It wasn't a free ride Keith. Don't forget we did go over there to check out there foot peddle redesign. Also they told us the would drop one off in a few weeks. Months later they never even called. I would have drove over just to see the brand new one instead of the old model they had retrofitted the foot peddle on. The only way I heard they had one for us to drive was through you. Don't get me wrong Kieth I think it is built very well compared to the Hummerbee. Its actually overbuilt. Which is a good thing. I must say the old one I did drive around was smooth as I am sure the new one is too. My impression is though that I just don't think they will have the customer service that [email protected] does and that would be the only reason that I would go with AandO.


----------



## Chip Euliss (Sep 2, 2010)

Does the new machine really lift 3700 lbs Keith? Their website says l 1,600 lbs. SAE lift. 10’/12’ mast which is the same as the non-turbo Hummer. Maybe they've made some improvements since they published the brochure? If true, the extra capacity would be a plus, especially lifting full totes of syrup.


----------



## greenbeekeeping (Feb 13, 2003)

One of the reasons the loader is so heavy is so that it can lift full totes of Syrup. At least that is what I have heard.


----------



## Chip Euliss (Sep 2, 2010)

Makes sense. I haven't lifted more than 3 stacks of doubles with the new machine but my old Swinger couldn't do it. I remember my nose tipping forward with the old machine when I tried to lift too much Not a good feeling but it does teach you to lower the load real quick!


----------



## Keith Jarrett (Dec 10, 2006)

Chip Euliss said:


> Does the new machine really lift 3700 lbs Keith?
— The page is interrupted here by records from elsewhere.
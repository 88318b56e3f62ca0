//! File-backed set of blocked sender ids.
//!
//! The file is the source of truth. The in-memory copy is refreshed lazily:
//! every lookup compares the file's modification time with the cached one and
//! reloads when it moved. Every mutation rewrites the whole file.

use std::collections::BTreeSet;
use std::path::{Path, PathBuf};
use std::time::SystemTime;

use parking_lot::Mutex;
use serde::{Deserialize, Serialize};
use serde_json::Value;

use crate::error::{CoreError, Result};

/// Read side used by the eligibility filter
pub trait BlockCheck: Send + Sync {
    fn is_blocked(&self, sender_id: &str) -> bool;
}

#[derive(Debug, Default, Serialize, Deserialize)]
struct Filters {
    #[serde(default)]
    blocked_vlive_ids: Vec<String>,
}

/// On-disk layout. The flat `{"blocked_vlive_ids": [...]}` form is accepted
/// on read and upgraded on the next write.
#[derive(Debug, Default, Serialize, Deserialize)]
struct BlocklistFile {
    #[serde(default)]
    filters: Filters,
    #[serde(default, skip_serializing_if = "Option::is_none")]
    blocked_vlive_ids: Option<Vec<String>>,
    #[serde(default = "default_comments")]
    comments: Value,
}

fn default_comments() -> Value {
    serde_json::json!({
        "description": "Comments from these vlive ids are never answered",
        "usage": "Add ids with /block <id>, remove them with /unblock <id>"
    })
}

#[derive(Debug, Default)]
struct Inner {
    blocked: BTreeSet<String>,
    loaded_mtime: Option<SystemTime>,
    comments: Option<Value>,
}

#[derive(Debug)]
pub struct Blocklist {
    path: PathBuf,
    inner: Mutex<Inner>,
}

impl Blocklist {
    /// Open the blocklist at `path`, creating an empty file if none exists
    pub fn open(path: impl Into<PathBuf>) -> Result<Self> {
        let list = Self {
            path: path.into(),
            inner: Mutex::new(Inner::default()),
        };

        {
            let mut inner = list.inner.lock();
            if list.path.exists() {
                list.load_locked(&mut inner)?;
            } else {
                list.write_locked(&mut inner)?;
                tracing::info!("Created blocklist at {}", list.path.display());
            }
        }

        Ok(list)
    }

    pub fn path(&self) -> &Path {
        &self.path
    }

    /// Whether `sender_id` is blocked, reloading first if the file changed
    pub fn contains(&self, sender_id: &str) -> bool {
        let mut inner = self.inner.lock();
        self.refresh_locked(&mut inner);
        inner.blocked.contains(sender_id)
    }

    /// Block a sender id. Returns false if it was already blocked.
    pub fn block(&self, sender_id: &str) -> Result<bool> {
        let sender_id = sender_id.trim();
        if sender_id.is_empty() {
            return Ok(false);
        }
        let mut inner = self.inner.lock();
        self.refresh_locked(&mut inner);
        if !inner.blocked.insert(sender_id.to_string()) {
            return Ok(false);
        }
        self.write_locked(&mut inner)?;
        tracing::info!("Blocked sender {}", sender_id);
        Ok(true)
    }

    /// Unblock a sender id. Returns false if it was not blocked.
    pub fn unblock(&self, sender_id: &str) -> Result<bool> {
        let mut inner = self.inner.lock();
        self.refresh_locked(&mut inner);
        if !inner.blocked.remove(sender_id.trim()) {
            return Ok(false);
        }
        self.write_locked(&mut inner)?;
        tracing::info!("Unblocked sender {}", sender_id.trim());
        Ok(true)
    }

    /// All blocked ids in sorted order
    pub fn list(&self) -> Vec<String> {
        let mut inner = self.inner.lock();
        self.refresh_locked(&mut inner);
        inner.blocked.iter().cloned().collect()
    }

    /// Remove every entry
    pub fn clear(&self) -> Result<()> {
        let mut inner = self.inner.lock();
        inner.blocked.clear();
        self.write_locked(&mut inner)
    }

    /// Force a reload from disk regardless of modification time
    pub fn reload(&self) -> Result<()> {
        let mut inner = self.inner.lock();
        self.load_locked(&mut inner)
    }

    fn file_mtime(&self) -> Option<SystemTime> {
        std::fs::metadata(&self.path)
            .and_then(|m| m.modified())
            .ok()
    }

    fn refresh_locked(&self, inner: &mut Inner) {
        let Some(mtime) = self.file_mtime() else {
            return;
        };
        if inner.loaded_mtime.is_some_and(|loaded| mtime <= loaded) {
            return;
        }
        // Keep serving the previous set if the file is mid-write or corrupt
        if let Err(e) = self.load_locked(inner) {
            tracing::warn!("Blocklist reload failed: {}", e);
        }
    }

    fn load_locked(&self, inner: &mut Inner) -> Result<()> {
        let path = self.path.display().to_string();
        let content =
            std::fs::read_to_string(&self.path).map_err(|e| CoreError::blocklist_io(&path, e))?;
        let file: BlocklistFile =
            serde_json::from_str(&content).map_err(|e| CoreError::blocklist_io(&path, e))?;

        let mut ids = file.filters.blocked_vlive_ids;
        ids.extend(file.blocked_vlive_ids.unwrap_or_default());

        inner.blocked = ids
            .into_iter()
            .map(|id| id.trim().to_string())
            .filter(|id| !id.is_empty())
            .collect();
        inner.comments = Some(file.comments);
        inner.loaded_mtime = self.file_mtime();

        tracing::debug!("Loaded {} blocked ids from {}", inner.blocked.len(), path);
        Ok(())
    }

    fn write_locked(&self, inner: &mut Inner) -> Result<()> {
        let path = self.path.display().to_string();
        let file = BlocklistFile {
            filters: Filters {
                blocked_vlive_ids: inner.blocked.iter().cloned().collect(),
            },
            blocked_vlive_ids: None,
            comments: inner.comments.clone().unwrap_or_else(default_comments),
        };
        let content = serde_json::to_string_pretty(&file).map_err(|e| {
            CoreError::SerializationError {
                data_type: "blocklist".to_string(),
                cause: e,
            }
        })?;

        if let Some(parent) = self.path.parent().filter(|p| !p.as_os_str().is_empty()) {
            std::fs::create_dir_all(parent).map_err(|e| CoreError::blocklist_io(&path, e))?;
        }
        std::fs::write(&self.path, content).map_err(|e| CoreError::blocklist_io(&path, e))?;
        inner.loaded_mtime = self.file_mtime();
        Ok(())
    }
}

impl BlockCheck for Blocklist {
    fn is_blocked(&self, sender_id: &str) -> bool {
        self.contains(sender_id)
    }
}

#[cfg(test)]
mod tests {
    use super::*;
    use pretty_assertions::assert_eq;

    #[test]
    fn test_creates_missing_file() {
        let dir = tempfile::tempdir().unwrap();
        let path = dir.path().join("filter_list.json");
        let list = Blocklist::open(&path).unwrap();

        assert!(path.exists());
        assert!(list.list().is_empty());

        let raw: Value = serde_json::from_str(&std::fs::read_to_string(&path).unwrap()).unwrap();
        assert_eq!(raw["filters"]["blocked_vlive_ids"], serde_json::json!([]));
    }

    #[test]
    fn test_block_unblock_persist() {
        let dir = tempfile::tempdir().unwrap();
        let path = dir.path().join("filter_list.json");
        let list = Blocklist::open(&path).unwrap();

        assert!(list.block("v123").unwrap());
        assert!(!list.block("v123").unwrap());
        assert!(list.is_blocked("v123"));

        let reopened = Blocklist::open(&path).unwrap();
        assert_eq!(reopened.list(), vec!["v123".to_string()]);

        assert!(reopened.unblock("v123").unwrap());
        assert!(!reopened.unblock("v123").unwrap());
        assert!(!reopened.is_blocked("v123"));
    }

    #[test]
    fn test_reads_flat_format() {
        let dir = tempfile::tempdir().unwrap();
        let path = dir.path().join("filter_list.json");
        std::fs::write(&path, r#"{"blocked_vlive_ids": ["a", " b ", ""]}"#).unwrap();

        let list = Blocklist::open(&path).unwrap();
        assert_eq!(list.list(), vec!["a".to_string(), "b".to_string()]);
    }

    #[test]
    fn test_reload_picks_up_external_edit() {
        let dir = tempfile::tempdir().unwrap();
        let path = dir.path().join("filter_list.json");
        let list = Blocklist::open(&path).unwrap();
        assert!(!list.is_blocked("ext"));

        std::fs::write(&path, r#"{"filters": {"blocked_vlive_ids": ["ext"]}}"#).unwrap();
        list.reload().unwrap();
        assert!(list.is_blocked("ext"));
    }

    #[test]
    fn test_lookup_notices_external_edit() {
        let dir = tempfile::tempdir().unwrap();
        let path = dir.path().join("filter_list.json");
        let list = Blocklist::open(&path).unwrap();
        assert!(!list.is_blocked("ext"));

        std::fs::write(&path, r#"{"filters": {"blocked_vlive_ids": ["ext"]}}"#).unwrap();
        // Coarse filesystem clocks may not move the mtime on their own
        let file = std::fs::File::options().write(true).open(&path).unwrap();
        file.set_modified(SystemTime::now() + std::time::Duration::from_secs(5))
            .unwrap();
        drop(file);

        assert!(list.is_blocked("ext"));
        assert_eq!(list.list(), vec!["ext".to_string()]);
    }

    #[test]
    fn test_lookup_keeps_previous_set_on_corrupt_file() {
        let dir = tempfile::tempdir().unwrap();
        let path = dir.path().join("filter_list.json");
        let list = Blocklist::open(&path).unwrap();
        list.block("kept").unwrap();

        std::fs::write(&path, "{ half written").unwrap();
        let file = std::fs::File::options().write(true).open(&path).unwrap();
        file.set_modified(SystemTime::now() + std::time::Duration::from_secs(5))
            .unwrap();
        drop(file);

        assert!(list.is_blocked("kept"));
    }

    #[test]
    fn test_clear() {
        let dir = tempfile::tempdir().unwrap();
        let list = Blocklist::open(dir.path().join("f.json")).unwrap();
        list.block("x").unwrap();
        list.block("y").unwrap();
        list.clear().unwrap();
        assert!(list.list().is_empty());
    }
}
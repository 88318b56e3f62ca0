//! Rate-limited, chunked reply delivery through the actuation bridge.

pub mod adb;
pub mod chunk;

use std::fmt::Debug;
use std::sync::Arc;
use std::time::Duration;

use async_trait::async_trait;
use rand::Rng;

use crate::config::{AdbConfig, ScreenPoint, secs};
use crate::error::{CoreError, Result};

pub use adb::AdbBridge;
pub use chunk::split_chunks;

/// Device control channel used to physically post a reply
#[async_trait]
pub trait ActuationBridge: Send + Sync + Debug {
    /// `host:port` of the device
    fn address(&self) -> &str;

    fn is_connected(&self) -> bool;

    async fn connect(&self) -> Result<()>;

    async fn disconnect(&self) -> Result<()>;

    /// Round-trip check against the device
    async fn test(&self) -> Result<bool>;

    /// Device model name
    async fn device_info(&self) -> Result<String>;

    /// Tap a screen coordinate. `step` names the action in errors.
    async fn tap(&self, step: &str, point: ScreenPoint) -> Result<()>;

    /// Type `text` into the focused field
    async fn inject_text(&self, text: &str) -> Result<()>;
}

/// Pacing and layout for delivery, taken from `[adb]`
#[derive(Debug, Clone)]
pub struct DeliverySettings {
    pub input_box: ScreenPoint,
    pub send_button: ScreenPoint,
    pub send_delay: (f64, f64),
    pub chunk_jitter: (f64, f64),
    pub step_pause: Duration,
    pub chunk_max_length: usize,
}

impl DeliverySettings {
    pub fn from_config(config: &AdbConfig) -> Self {
        Self {
            input_box: config.input_box,
            send_button: config.send_button,
            send_delay: (config.send_delay_min, config.send_delay_max),
            chunk_jitter: (config.chunk_jitter_min, config.chunk_jitter_max),
            step_pause: secs(config.step_pause),
            chunk_max_length: config.chunk_max_length,
        }
    }
}

/// Uniform draw from `[min, max]` seconds
fn random_delay((min, max): (f64, f64)) -> Duration {
    let min = min.max(0.0);
    if max > min && max.is_finite() {
        secs(rand::rng().random_range(min..=max))
    } else {
        secs(min)
    }
}

#[derive(Debug)]
pub struct DeliveryChannel {
    bridge: Arc<dyn ActuationBridge>,
    settings: DeliverySettings,
    /// One transmission at a time; taps from two replies must not interleave
    sending: tokio::sync::Mutex<()>,
}

impl DeliveryChannel {
    pub fn new(bridge: Arc<dyn ActuationBridge>, settings: DeliverySettings) -> Self {
        Self {
            bridge,
            settings,
            sending: tokio::sync::Mutex::new(()),
        }
    }

    pub fn bridge(&self) -> &Arc<dyn ActuationBridge> {
        &self.bridge
    }

    /// Deliver `text` to the device.
    ///
    /// Reconnects the bridge once if needed, waits a random pre-send delay,
    /// then transmits, chunked when the text is longer than the chunk limit.
    /// The first failed step aborts the remaining parts.
    pub async fn send(&self, text: &str) -> Result<()> {
        let text = text.trim();
        if text.is_empty() {
            return Err(CoreError::EmptyPayload);
        }

        let _sending = self.sending.lock().await;

        if !self.bridge.is_connected() {
            tracing::info!("Device bridge not connected, reconnecting");
            self.bridge
                .connect()
                .await
                .map_err(|_| CoreError::BridgeUnavailable {
                    address: self.bridge.address().to_string(),
                })?;
        }

        tokio::time::sleep(random_delay(self.settings.send_delay)).await;

        if text.chars().count() <= self.settings.chunk_max_length {
            return self.transmit(text).await;
        }

        let parts = split_chunks(text, self.settings.chunk_max_length);
        let total = parts.len();
        for (index, part) in parts.iter().enumerate() {
            tokio::time::sleep(random_delay(self.settings.chunk_jitter)).await;
            if let Err(e) = self.transmit(part).await {
                tracing::error!("Part {}/{} failed, dropping the rest", index + 1, total);
                return Err(e);
            }
        }
        Ok(())
    }

    /// Focus the input, inject the text, press send
    async fn transmit(&self, text: &str) -> Result<()> {
        self.bridge.tap("tap_input", self.settings.input_box).await?;
        tokio::time::sleep(self.settings.step_pause).await;
        self.bridge.inject_text(text).await?;
        tokio::time::sleep(self.settings.step_pause).await;
        self.bridge.tap("tap_send", self.settings.send_button).await
    }
}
Chip, in the photo section take a look at the swinger pic I posted, Yes, it will lift 3700, BUT, you have to turn up the pressure releif value, just a quarter turn. They turn down ALL the specs so it meets all osha's safty requirments. A tote of syrup, that's a peice of cake for this machine.

Chip, the motor sits side ways in the back as a counter weight for more lifting, just like the new bobcats do.


----------



## Chip Euliss (Sep 2, 2010)

Keith Jarrett said:


> Chip, in the photo section take a look at the swinger pic I posted, Yes, it will lift 3700, BUT, you have to turn up the pressure releif value, just a quarter turn. They turn down ALL the specs so it meets all osha's safty requirments. A tote of syrup, that's a peice of cake for this machine.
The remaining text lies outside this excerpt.